Search the data below for the string "Option" and copy all lines where it shows up.
*** Given data ***
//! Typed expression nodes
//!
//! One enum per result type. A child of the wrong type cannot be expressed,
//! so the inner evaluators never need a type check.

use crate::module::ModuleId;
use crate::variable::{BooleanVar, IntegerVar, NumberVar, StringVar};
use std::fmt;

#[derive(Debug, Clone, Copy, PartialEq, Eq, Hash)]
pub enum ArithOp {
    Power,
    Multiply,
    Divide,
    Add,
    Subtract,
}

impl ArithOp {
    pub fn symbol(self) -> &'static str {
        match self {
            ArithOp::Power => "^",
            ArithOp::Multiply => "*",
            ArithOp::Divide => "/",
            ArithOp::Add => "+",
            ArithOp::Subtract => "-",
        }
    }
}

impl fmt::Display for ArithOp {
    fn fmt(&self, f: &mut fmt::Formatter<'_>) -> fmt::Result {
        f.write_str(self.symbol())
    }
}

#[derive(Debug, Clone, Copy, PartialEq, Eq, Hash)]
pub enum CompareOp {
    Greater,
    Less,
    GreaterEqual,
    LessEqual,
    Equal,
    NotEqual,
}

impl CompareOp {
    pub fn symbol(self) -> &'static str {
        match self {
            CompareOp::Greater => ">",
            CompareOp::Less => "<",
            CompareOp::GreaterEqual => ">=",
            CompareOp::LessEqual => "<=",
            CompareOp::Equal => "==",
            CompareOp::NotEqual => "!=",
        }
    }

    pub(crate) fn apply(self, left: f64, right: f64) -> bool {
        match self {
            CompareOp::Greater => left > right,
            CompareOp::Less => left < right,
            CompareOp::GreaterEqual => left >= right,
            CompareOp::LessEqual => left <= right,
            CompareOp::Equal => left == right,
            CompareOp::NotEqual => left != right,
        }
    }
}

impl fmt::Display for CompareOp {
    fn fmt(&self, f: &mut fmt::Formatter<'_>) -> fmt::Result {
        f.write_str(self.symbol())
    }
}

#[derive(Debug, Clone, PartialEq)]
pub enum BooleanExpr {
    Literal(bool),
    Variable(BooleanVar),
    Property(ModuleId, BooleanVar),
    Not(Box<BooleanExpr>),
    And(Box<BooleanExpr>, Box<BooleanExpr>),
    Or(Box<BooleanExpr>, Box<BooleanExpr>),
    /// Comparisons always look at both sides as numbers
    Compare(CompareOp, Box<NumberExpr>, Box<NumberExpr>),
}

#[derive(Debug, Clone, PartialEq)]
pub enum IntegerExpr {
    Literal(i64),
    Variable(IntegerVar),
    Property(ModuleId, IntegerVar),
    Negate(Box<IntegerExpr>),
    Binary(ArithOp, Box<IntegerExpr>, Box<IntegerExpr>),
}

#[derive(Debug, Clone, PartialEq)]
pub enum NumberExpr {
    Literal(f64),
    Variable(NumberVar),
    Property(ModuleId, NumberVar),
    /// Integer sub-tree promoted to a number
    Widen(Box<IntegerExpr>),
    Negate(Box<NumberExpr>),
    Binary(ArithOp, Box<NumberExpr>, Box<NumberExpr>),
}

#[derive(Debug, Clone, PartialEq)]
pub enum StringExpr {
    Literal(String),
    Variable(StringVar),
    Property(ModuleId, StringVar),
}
*** End of Given data ***
*** Given data ***
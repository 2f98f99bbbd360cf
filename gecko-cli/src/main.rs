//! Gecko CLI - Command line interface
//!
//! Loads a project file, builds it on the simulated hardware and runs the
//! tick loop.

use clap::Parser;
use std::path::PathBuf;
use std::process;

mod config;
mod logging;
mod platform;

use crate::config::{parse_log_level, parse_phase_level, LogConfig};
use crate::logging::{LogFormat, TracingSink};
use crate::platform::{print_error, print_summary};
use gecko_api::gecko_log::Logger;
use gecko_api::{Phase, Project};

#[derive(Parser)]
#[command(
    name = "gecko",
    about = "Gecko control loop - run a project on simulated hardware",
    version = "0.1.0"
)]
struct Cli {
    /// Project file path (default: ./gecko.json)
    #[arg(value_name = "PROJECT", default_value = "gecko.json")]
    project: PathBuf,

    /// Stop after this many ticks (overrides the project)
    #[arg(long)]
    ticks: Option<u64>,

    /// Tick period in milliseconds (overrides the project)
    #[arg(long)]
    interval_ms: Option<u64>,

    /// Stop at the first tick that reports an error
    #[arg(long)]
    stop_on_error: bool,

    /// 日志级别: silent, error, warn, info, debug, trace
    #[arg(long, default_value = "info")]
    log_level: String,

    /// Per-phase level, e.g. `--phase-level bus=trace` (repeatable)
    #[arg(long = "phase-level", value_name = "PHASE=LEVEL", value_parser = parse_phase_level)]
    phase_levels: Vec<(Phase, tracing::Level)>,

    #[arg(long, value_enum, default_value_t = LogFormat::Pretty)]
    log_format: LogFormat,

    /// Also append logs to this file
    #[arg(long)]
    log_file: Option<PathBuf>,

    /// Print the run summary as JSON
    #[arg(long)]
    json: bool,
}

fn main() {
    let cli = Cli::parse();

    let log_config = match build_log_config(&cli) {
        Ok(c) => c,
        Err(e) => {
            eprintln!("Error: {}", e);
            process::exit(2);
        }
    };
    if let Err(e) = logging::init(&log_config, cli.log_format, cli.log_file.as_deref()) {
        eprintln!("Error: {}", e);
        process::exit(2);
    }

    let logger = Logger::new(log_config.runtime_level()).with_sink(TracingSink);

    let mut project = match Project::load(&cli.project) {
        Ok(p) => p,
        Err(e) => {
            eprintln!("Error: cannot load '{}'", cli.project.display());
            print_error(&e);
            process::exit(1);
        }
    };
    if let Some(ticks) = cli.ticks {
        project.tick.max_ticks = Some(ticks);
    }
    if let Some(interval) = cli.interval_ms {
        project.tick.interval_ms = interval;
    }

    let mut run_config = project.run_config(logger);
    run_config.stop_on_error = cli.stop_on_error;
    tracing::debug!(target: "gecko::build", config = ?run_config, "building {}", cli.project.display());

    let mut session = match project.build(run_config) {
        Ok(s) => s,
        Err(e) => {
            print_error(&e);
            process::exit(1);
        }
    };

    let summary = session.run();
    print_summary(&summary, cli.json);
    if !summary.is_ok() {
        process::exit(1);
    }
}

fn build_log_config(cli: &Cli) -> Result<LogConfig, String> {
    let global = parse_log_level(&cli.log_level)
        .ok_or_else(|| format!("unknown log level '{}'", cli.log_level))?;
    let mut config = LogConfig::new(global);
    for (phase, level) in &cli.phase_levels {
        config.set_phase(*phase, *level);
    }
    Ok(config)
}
*** End of Given data ***
• **Completed exercise**:
    ticks: Option<u64>,
    interval_ms: Option<u64>,
    log_file: Option<PathBuf>,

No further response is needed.